* [What to produce]:
Going line by line through the entries below, count those that contain "already". Give the number by itself.

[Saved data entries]
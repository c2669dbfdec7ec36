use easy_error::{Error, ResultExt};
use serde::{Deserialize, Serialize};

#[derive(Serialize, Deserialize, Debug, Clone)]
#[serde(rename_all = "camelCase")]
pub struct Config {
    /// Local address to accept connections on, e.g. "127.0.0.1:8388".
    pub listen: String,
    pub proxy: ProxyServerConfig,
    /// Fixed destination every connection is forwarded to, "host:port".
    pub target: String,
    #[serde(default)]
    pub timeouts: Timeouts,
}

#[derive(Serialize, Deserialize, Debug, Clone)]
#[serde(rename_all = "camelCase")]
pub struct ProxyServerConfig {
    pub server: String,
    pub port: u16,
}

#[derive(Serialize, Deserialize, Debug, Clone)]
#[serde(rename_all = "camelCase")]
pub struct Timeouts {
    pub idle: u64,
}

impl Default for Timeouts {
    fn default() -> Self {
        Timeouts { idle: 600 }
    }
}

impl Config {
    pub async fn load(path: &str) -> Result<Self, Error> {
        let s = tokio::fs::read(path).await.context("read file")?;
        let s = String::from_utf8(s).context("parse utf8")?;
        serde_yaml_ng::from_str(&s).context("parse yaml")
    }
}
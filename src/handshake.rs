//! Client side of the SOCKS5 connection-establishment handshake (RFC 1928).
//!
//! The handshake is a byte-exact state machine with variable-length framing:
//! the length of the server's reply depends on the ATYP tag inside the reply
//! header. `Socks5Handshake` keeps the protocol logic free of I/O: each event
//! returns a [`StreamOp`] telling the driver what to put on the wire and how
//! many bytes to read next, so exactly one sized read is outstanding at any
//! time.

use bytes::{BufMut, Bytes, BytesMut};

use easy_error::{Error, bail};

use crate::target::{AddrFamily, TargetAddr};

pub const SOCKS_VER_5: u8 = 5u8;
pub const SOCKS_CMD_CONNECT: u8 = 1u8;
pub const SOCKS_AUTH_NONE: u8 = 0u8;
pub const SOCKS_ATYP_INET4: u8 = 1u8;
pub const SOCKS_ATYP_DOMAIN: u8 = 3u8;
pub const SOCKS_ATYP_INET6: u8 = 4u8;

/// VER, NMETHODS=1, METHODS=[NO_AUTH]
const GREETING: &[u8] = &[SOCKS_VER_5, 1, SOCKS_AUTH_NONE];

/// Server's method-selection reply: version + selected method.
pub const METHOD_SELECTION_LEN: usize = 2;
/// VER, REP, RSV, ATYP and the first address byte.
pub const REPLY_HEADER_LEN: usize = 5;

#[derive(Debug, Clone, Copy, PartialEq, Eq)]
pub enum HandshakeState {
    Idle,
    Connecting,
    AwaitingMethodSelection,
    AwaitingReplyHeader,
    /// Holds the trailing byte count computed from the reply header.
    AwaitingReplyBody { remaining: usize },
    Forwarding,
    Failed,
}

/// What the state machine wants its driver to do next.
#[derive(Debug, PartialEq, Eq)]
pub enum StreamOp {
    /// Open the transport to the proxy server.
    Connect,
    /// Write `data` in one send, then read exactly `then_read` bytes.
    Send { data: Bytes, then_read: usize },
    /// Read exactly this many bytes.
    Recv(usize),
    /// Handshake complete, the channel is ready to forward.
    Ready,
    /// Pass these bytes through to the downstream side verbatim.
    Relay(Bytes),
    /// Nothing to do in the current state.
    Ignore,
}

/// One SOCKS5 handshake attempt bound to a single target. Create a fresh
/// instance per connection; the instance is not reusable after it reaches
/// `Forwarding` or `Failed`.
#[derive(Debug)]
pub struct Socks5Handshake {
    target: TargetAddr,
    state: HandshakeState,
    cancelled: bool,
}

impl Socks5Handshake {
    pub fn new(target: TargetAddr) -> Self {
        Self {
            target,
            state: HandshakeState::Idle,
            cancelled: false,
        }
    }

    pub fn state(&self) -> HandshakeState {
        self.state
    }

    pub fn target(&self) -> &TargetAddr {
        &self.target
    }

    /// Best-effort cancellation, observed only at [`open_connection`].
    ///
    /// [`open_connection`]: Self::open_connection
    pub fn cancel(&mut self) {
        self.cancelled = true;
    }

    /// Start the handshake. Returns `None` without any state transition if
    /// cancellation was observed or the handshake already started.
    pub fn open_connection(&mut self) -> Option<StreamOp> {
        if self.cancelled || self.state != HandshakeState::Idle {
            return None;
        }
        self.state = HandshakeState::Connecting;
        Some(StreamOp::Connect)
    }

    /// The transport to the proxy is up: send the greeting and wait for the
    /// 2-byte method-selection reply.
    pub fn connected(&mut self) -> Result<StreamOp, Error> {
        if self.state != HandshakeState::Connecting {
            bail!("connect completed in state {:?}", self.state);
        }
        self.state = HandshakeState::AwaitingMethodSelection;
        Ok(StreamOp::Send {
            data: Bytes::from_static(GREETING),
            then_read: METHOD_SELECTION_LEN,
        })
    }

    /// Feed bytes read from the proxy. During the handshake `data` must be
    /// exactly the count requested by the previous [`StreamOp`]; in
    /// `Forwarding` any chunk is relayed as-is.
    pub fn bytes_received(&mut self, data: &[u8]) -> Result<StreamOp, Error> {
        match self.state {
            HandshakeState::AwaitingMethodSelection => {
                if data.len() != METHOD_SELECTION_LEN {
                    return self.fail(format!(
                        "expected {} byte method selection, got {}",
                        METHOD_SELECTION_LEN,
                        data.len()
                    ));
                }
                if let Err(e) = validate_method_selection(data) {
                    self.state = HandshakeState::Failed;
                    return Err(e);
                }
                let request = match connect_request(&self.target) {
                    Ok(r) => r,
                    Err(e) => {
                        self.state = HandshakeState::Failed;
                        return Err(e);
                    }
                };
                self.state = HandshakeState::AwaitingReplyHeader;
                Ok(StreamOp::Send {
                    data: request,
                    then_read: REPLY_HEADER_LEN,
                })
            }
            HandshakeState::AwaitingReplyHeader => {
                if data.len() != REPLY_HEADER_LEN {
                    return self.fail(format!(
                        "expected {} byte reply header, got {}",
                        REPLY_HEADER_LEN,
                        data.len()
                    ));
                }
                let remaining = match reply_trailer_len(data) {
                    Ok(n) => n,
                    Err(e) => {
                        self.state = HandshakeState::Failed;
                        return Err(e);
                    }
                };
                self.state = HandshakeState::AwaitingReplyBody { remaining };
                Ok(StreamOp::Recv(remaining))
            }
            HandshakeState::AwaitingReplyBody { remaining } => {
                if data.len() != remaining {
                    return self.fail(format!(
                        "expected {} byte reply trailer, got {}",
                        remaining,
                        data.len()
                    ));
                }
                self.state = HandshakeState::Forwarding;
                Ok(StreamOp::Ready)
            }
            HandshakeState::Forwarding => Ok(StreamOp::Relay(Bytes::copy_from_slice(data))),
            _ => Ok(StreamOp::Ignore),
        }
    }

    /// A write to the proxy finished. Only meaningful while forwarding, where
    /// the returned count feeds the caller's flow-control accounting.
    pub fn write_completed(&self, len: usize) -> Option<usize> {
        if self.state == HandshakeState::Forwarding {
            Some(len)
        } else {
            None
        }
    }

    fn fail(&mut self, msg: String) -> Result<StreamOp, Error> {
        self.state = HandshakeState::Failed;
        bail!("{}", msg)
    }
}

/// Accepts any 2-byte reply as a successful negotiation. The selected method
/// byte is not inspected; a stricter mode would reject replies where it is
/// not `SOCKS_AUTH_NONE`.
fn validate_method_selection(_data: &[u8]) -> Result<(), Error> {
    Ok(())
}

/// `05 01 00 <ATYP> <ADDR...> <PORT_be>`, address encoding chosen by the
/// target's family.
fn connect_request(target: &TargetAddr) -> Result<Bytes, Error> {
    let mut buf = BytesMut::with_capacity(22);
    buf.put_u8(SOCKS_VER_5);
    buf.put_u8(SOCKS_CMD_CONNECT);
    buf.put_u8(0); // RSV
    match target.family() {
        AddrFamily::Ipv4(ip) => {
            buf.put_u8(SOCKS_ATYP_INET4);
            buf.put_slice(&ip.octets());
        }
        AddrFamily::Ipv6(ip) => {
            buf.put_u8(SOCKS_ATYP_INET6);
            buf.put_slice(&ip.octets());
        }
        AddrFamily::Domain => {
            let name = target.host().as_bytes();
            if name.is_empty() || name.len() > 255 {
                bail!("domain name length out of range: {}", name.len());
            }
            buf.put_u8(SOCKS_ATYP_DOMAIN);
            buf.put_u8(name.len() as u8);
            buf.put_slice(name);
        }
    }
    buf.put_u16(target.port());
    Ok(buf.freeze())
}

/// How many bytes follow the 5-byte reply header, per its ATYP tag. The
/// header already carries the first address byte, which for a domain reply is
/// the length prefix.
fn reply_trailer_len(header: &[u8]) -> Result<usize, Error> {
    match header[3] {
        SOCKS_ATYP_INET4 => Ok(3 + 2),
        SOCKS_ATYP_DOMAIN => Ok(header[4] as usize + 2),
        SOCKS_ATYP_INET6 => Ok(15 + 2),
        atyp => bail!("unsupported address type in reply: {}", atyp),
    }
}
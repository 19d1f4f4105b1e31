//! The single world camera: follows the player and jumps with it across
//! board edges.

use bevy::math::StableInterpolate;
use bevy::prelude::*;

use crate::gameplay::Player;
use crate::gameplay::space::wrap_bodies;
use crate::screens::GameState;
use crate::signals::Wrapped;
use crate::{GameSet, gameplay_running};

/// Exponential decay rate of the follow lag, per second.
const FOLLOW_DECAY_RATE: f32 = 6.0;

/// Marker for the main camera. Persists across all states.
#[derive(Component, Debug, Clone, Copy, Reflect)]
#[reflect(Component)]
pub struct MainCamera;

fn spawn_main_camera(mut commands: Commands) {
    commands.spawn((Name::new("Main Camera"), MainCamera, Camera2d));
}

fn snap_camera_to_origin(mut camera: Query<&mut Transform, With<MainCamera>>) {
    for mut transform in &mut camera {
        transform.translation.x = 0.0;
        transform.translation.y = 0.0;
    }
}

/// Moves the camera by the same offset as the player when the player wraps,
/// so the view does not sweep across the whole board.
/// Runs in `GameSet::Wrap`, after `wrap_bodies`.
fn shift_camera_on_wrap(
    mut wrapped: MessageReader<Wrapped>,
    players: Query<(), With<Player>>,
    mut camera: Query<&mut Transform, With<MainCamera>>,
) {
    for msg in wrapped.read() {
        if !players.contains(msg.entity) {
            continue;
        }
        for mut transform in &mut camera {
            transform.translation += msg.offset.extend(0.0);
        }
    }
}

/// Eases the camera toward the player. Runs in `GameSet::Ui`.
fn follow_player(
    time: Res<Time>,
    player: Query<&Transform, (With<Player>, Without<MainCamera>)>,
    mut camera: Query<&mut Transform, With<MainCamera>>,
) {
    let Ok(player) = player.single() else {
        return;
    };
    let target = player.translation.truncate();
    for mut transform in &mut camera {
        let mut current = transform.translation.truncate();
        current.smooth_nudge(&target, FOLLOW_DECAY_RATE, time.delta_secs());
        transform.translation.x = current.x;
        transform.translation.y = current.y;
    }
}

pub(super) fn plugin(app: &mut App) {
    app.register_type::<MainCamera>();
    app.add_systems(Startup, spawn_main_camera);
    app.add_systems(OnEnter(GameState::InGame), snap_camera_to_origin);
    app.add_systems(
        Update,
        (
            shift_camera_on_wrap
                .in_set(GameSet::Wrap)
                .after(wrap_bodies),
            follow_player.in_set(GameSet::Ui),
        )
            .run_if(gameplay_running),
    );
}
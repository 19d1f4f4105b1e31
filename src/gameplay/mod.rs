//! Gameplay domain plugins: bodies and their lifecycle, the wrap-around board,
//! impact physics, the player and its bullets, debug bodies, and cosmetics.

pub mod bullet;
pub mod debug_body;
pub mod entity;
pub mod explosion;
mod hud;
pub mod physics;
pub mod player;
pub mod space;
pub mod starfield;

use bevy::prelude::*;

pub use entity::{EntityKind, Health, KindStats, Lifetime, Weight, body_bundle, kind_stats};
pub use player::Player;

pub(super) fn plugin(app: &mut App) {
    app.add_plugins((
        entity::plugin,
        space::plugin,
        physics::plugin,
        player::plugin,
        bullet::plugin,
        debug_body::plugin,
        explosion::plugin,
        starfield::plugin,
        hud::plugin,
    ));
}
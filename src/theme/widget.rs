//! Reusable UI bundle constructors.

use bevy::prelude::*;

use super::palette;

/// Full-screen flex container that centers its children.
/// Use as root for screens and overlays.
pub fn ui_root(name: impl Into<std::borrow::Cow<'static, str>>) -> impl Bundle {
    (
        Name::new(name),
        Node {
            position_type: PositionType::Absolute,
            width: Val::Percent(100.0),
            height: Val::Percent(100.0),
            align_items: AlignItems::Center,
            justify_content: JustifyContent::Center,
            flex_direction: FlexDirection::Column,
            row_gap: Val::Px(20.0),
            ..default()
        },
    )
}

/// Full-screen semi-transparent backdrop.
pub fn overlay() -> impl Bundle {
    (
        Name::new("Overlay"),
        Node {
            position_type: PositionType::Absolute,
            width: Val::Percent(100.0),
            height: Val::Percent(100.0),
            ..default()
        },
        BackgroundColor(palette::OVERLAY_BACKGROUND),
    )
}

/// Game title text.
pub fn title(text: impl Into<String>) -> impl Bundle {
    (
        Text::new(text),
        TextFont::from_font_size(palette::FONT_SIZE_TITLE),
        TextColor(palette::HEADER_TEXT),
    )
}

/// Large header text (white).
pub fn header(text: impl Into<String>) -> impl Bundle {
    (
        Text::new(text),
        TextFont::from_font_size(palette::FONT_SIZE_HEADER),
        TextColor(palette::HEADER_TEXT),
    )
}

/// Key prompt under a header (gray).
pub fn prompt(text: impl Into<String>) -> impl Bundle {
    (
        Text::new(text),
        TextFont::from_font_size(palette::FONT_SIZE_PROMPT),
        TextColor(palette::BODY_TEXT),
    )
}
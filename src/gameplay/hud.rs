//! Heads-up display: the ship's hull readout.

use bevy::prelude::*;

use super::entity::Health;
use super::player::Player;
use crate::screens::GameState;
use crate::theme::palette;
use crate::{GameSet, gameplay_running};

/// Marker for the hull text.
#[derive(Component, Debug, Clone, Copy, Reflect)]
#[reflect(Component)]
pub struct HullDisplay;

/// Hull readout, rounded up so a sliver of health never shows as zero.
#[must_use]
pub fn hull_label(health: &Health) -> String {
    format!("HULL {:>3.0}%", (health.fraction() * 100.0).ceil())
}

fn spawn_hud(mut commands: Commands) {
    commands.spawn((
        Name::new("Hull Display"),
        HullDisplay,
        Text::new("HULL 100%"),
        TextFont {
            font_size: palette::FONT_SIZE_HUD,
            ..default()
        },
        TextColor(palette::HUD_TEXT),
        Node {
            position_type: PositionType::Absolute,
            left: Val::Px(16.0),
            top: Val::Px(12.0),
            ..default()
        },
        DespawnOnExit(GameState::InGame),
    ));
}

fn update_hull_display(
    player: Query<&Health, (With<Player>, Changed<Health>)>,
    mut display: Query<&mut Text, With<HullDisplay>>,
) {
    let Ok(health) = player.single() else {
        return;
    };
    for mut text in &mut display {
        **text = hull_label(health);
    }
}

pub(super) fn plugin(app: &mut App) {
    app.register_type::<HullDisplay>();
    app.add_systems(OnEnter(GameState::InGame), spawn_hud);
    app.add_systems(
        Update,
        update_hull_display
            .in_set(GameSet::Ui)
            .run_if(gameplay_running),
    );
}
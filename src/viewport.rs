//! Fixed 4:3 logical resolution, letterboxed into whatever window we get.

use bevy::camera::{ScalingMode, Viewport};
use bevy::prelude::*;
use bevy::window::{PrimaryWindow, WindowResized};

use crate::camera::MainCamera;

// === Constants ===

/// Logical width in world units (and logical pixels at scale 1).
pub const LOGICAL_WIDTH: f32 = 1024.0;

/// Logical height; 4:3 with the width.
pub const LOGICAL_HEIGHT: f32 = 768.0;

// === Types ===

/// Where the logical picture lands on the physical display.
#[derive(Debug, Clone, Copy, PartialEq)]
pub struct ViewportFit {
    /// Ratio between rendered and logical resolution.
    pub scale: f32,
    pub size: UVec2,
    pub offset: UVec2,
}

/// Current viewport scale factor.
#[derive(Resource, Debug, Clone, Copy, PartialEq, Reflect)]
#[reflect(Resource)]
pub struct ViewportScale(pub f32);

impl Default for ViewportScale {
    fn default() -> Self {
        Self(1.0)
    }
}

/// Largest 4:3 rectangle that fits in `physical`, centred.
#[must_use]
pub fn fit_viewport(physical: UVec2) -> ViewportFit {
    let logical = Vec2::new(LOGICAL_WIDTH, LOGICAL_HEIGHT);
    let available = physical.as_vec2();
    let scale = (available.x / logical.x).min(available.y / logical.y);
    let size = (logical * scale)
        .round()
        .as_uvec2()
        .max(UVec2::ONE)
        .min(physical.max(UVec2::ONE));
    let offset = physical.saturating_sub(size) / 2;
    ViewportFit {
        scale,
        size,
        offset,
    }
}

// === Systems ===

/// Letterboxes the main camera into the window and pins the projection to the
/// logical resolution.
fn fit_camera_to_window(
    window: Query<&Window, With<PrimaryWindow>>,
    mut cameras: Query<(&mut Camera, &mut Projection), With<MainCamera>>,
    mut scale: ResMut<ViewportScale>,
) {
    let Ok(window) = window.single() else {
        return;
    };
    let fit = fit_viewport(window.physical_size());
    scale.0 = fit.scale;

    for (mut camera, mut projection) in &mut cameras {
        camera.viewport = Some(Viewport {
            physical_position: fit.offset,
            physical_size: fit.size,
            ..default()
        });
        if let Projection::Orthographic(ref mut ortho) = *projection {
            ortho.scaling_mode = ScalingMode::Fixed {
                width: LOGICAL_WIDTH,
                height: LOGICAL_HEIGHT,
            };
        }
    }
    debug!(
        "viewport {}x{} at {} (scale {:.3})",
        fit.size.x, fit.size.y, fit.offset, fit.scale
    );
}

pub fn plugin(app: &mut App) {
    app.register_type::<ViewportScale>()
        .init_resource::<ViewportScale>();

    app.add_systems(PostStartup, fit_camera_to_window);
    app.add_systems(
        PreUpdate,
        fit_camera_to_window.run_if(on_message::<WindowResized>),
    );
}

* [Result of this exercise]:
2